§ **Task to carry out**
Using the records below, report how many lines hold "setup", with no extra text.

*** Record excerpts Section Begins ***

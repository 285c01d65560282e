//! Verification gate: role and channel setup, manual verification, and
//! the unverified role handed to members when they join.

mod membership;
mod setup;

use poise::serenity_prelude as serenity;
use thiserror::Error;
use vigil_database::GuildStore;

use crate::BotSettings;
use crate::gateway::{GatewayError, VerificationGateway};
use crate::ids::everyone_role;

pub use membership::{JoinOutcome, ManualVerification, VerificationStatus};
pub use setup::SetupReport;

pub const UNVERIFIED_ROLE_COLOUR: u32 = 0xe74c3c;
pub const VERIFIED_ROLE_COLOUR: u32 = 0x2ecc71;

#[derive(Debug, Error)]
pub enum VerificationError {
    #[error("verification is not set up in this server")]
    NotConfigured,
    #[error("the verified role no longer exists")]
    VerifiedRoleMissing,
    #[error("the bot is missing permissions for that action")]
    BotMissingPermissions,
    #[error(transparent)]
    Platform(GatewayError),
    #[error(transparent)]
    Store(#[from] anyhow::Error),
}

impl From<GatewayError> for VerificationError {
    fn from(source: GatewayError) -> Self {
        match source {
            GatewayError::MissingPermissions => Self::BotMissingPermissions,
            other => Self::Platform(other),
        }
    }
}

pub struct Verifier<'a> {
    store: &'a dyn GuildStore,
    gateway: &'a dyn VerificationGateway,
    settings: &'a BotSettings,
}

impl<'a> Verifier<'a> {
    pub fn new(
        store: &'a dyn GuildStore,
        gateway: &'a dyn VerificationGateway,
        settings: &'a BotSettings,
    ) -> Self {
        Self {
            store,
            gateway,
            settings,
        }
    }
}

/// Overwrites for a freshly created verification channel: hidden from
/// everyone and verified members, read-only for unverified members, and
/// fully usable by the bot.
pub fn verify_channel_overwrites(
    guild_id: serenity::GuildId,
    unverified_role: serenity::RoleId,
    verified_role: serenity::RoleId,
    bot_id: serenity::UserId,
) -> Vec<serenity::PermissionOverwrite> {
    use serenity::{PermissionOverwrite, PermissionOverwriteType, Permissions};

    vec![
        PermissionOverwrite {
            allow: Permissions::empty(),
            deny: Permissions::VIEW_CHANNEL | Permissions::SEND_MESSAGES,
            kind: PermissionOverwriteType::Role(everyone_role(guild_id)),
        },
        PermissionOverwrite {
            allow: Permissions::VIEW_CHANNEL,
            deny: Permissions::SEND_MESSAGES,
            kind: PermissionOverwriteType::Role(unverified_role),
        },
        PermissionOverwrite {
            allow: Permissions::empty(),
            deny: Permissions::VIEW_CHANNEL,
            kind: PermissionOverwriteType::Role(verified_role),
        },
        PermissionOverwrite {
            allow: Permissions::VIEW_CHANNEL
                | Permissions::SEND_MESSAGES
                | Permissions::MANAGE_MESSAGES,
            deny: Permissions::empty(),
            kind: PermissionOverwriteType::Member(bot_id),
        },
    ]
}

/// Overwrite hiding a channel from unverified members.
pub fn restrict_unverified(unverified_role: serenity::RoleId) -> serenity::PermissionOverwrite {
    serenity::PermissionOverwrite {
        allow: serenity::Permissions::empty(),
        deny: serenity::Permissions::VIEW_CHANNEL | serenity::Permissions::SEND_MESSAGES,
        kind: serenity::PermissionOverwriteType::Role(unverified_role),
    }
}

*** Record excerpts Section Ends ***

§ **The answer**
3